Tough times in the bean market
One of the advantages to having a lot of years of market watching experience is that seldom does anything happen that as not been seen before. Price action in the soybean market this week caused me to reflect on other years when there has been a sharp drop in prices soon after harvest.
Without thinking too hard, I recall a very traumatic soybean market in November of 1980. While that was 32 years ago, I can remember the experience vividly. Some events are too graphic to forget!

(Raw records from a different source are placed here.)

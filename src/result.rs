//! Finalized change models and the detection result.

use std::collections::BTreeMap;

use serde::{Deserialize, Deserializer, Serialize, Serializer};

use crate::{
    Band,
    fit::{ANGULAR_FREQUENCY, COEFFICIENTS},
};

bitflags::bitflags! {
    /// Data-quality caveats of a fitted segment.
    #[derive(Debug, Default, Clone, Copy, PartialEq, Eq, Hash)]
    pub struct CurveQa: u8 {
        /// Normal equations needed ridge stabilization.
        const RIDGE = 1;
        /// Coordinate descent hit the iteration cap.
        const NOT_CONVERGED = 1 << 1;
        /// Fewer harmonics than configured were fitted.
        const REDUCED_ORDER = 1 << 2;
        /// All configured harmonics were fitted.
        const FULL_ORDER = 1 << 3;
        /// Trailing segment without a confirmed break.
        const UNCONFIRMED = 1 << 4;
    }
}

impl Serialize for CurveQa {
    fn serialize<S: Serializer>(&self, serializer: S) -> Result<S::Ok, S::Error> {
        serializer.serialize_u8(self.bits())
    }
}

impl<'de> Deserialize<'de> for CurveQa {
    fn deserialize<D: Deserializer<'de>>(deserializer: D) -> Result<Self, D::Error> {
        u8::deserialize(deserializer).map(Self::from_bits_retain)
    }
}

/// Fitted curve of a single band.
#[derive(Debug, Clone, PartialEq, Serialize, Deserialize)]
pub struct BandModel {
    /// Slope followed by cosine and sine pairs of each harmonic.
    pub coefficients: [f64; COEFFICIENTS],
    /// Value of the curve at day zero.
    pub intercept: f64,
    /// Euclidean norm of the harmonic coefficients.
    pub magnitude: f64,
    /// Root mean square of the residuals.
    pub rmse: f64,
}

impl BandModel {
    /// Evaluate the curve on a day.
    #[must_use]
    pub fn predict(&self, day: i64) -> f64 {
        #[allow(clippy::cast_precision_loss)]
        let day = day as f64;

        let seasonal = self.coefficients[1..]
            .chunks_exact(2)
            .zip(1_u32..)
            .map(|(pair, harmonic)| {
                let angle = f64::from(harmonic) * ANGULAR_FREQUENCY * day;
                pair[0] * angle.cos() + pair[1] * angle.sin()
            })
            .sum::<f64>();

        self.intercept + self.coefficients[0] * day + seasonal
    }
}

/// A closed segment together with the break that ended it.
#[derive(Debug, Clone, PartialEq, Serialize, Deserialize)]
pub struct ChangeModel {
    /// Day of the first observation.
    pub start_day: i64,
    /// Day of the last observation.
    pub end_day: i64,
    /// Day of the first anomalous observation, equal to `end_day` when unconfirmed.
    pub break_day: i64,
    /// Observations the curves were fitted on.
    pub observation_count: usize,
    /// Fraction of detection band votes that confirmed the break.
    pub change_probability: f64,
    /// Data-quality caveats.
    pub curve_qa: CurveQa,
    /// Fitted curve per configured band.
    #[serde(flatten)]
    pub bands: BTreeMap<Band, BandModel>,
}

impl ChangeModel {
    /// Whether the segment ended with a confirmed break.
    #[must_use]
    pub fn is_confirmed(&self) -> bool {
        self.change_probability > 0.0
    }

    /// Fitted curve of a band, if it was configured.
    #[must_use]
    pub fn band(&self, band: Band) -> Option<&BandModel> {
        self.bands.get(&band)
    }
}

/// Outcome of a detection run on one time series.
#[derive(Debug, Clone, PartialEq, Serialize, Deserialize)]
pub struct DetectionResult {
    /// Version tag of the parameters used.
    pub algorithm: String,
    /// Temporally ordered, non-overlapping change models.
    pub change_models: Vec<ChangeModel>,
    /// Usable flag per sorted and deduplicated observation.
    #[serde(with = "mask_bits")]
    pub processing_mask: Vec<bool>,
    /// Aggregate cloud probability.
    pub cloud_prob: f64,
    /// Aggregate snow probability.
    pub snow_prob: f64,
    /// Aggregate water probability.
    pub water_prob: f64,
}

/// Processing mask as a sequence of `0` and `1`.
mod mask_bits {
    use serde::{Deserialize as _, Deserializer, Serializer, de::Error as _};

    /// Serialize booleans as integers.
    pub fn serialize<S: Serializer>(mask: &[bool], serializer: S) -> Result<S::Ok, S::Error> {
        serializer.collect_seq(mask.iter().map(|&usable| u8::from(usable)))
    }

    /// Deserialize integers as booleans.
    pub fn deserialize<'de, D: Deserializer<'de>>(deserializer: D) -> Result<Vec<bool>, D::Error> {
        Vec::<u8>::deserialize(deserializer)?
            .into_iter()
            .map(|bit| match bit {
                0 => Ok(false),
                1 => Ok(true),
                other => Err(D::Error::custom(format!(
                    "processing mask value {other} is not 0 or 1"
                ))),
            })
            .collect()
    }
}

#[cfg(test)]
mod tests {
    use super::*;

    /// A curve with only a first harmonic peaks where its cosine term says.
    #[test]
    fn predict() {
        let model = BandModel {
            coefficients: [0.0, 100.0, 0.0, 0.0, 0.0, 0.0, 0.0],
            intercept: 500.0,
            magnitude: 100.0,
            rmse: 0.0,
        };

        assert!((model.predict(0) - 600.0).abs() < 1e-9, "cosine peak");
    }

    /// The quality mask round-trips through its integer form.
    #[test]
    fn curve_qa_integer() {
        let qa = CurveQa::FULL_ORDER | CurveQa::UNCONFIRMED;
        assert_eq!(qa.bits(), 24);
        assert_eq!(
            serde_json::to_string(&qa).expect("Serializing failed"),
            "24"
        );
    }

    /// Mask values other than 0 and 1 are rejected.
    #[test]
    fn mask_rejects_other_values() {
        let document = r#"{
            "algorithm": "test",
            "change_models": [],
            "processing_mask": [0, 2],
            "cloud_prob": 0.0,
            "snow_prob": 0.0,
            "water_prob": 0.0
        }"#;

        assert!(
            serde_json::from_str::<DetectionResult>(document).is_err(),
            "invalid mask accepted"
        );
    }
}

Soybean prices had rallied strongly in the summer because of widespread drought. It appeared that the strong prices would last at least until the 1981 crop was well underway. May futures peaked out at $10.00 on November 15. Nine days down with five of those at the 30 cent trading limit took the price to $7.95 on December 8.
One of the first marketing principles that beginning marketers learn is that any violent move is followed by a retracement. Under normal circumstances, that rebound should amount to 50 percent of the initial drop. In the 1980 wash out in the soybean market, May futures went from $7.95 on December 8 to $8.67 on the first trading day in January.
That move of $.72 was a little less than 10% of the price at the bottom of the drop. Even at that, the $8.67 was better than the mid $7 area where prices finally headed as the market cooled off going into 1981. The summer of 1981 was a wild time in the grain market as well. Weather scare prices that summer were not nearly as high as in 1980. November futures that year finally ended back down in around $6.30. The rebound off of the low in November 1980 was an opportunity to price 1981 soybeans as well!
I have heard the terms “wash out” and “free fall” used to describe the soybean market this week. Whatever descriptive term you use, the fact remains that the soybeans still in storage from the 2012 crop need to be marketed. There was a true dead cat bounce in October. It was the weakest bounce in the last ten years from the standpoint of duration and from the perspective of the extent of the price rally. A retracement is a viable strategy for pricing those remaining beans. As in 1980, I doubt that a 50 percent move is realistic considering how far the price has dropped. Any move higher of more than 10% from today’s price level would look good.
Setting price targets based on cash flow can be an indicator of when to pull the trigger. Do not forget that a new crop in South America will be coming into the world market about the time United States farmers are beginning planting. Keep an eye on spreads and basis as an indicator of when the demand for our beans starts to taper off and the Brazilian and Argentine crop becomes available.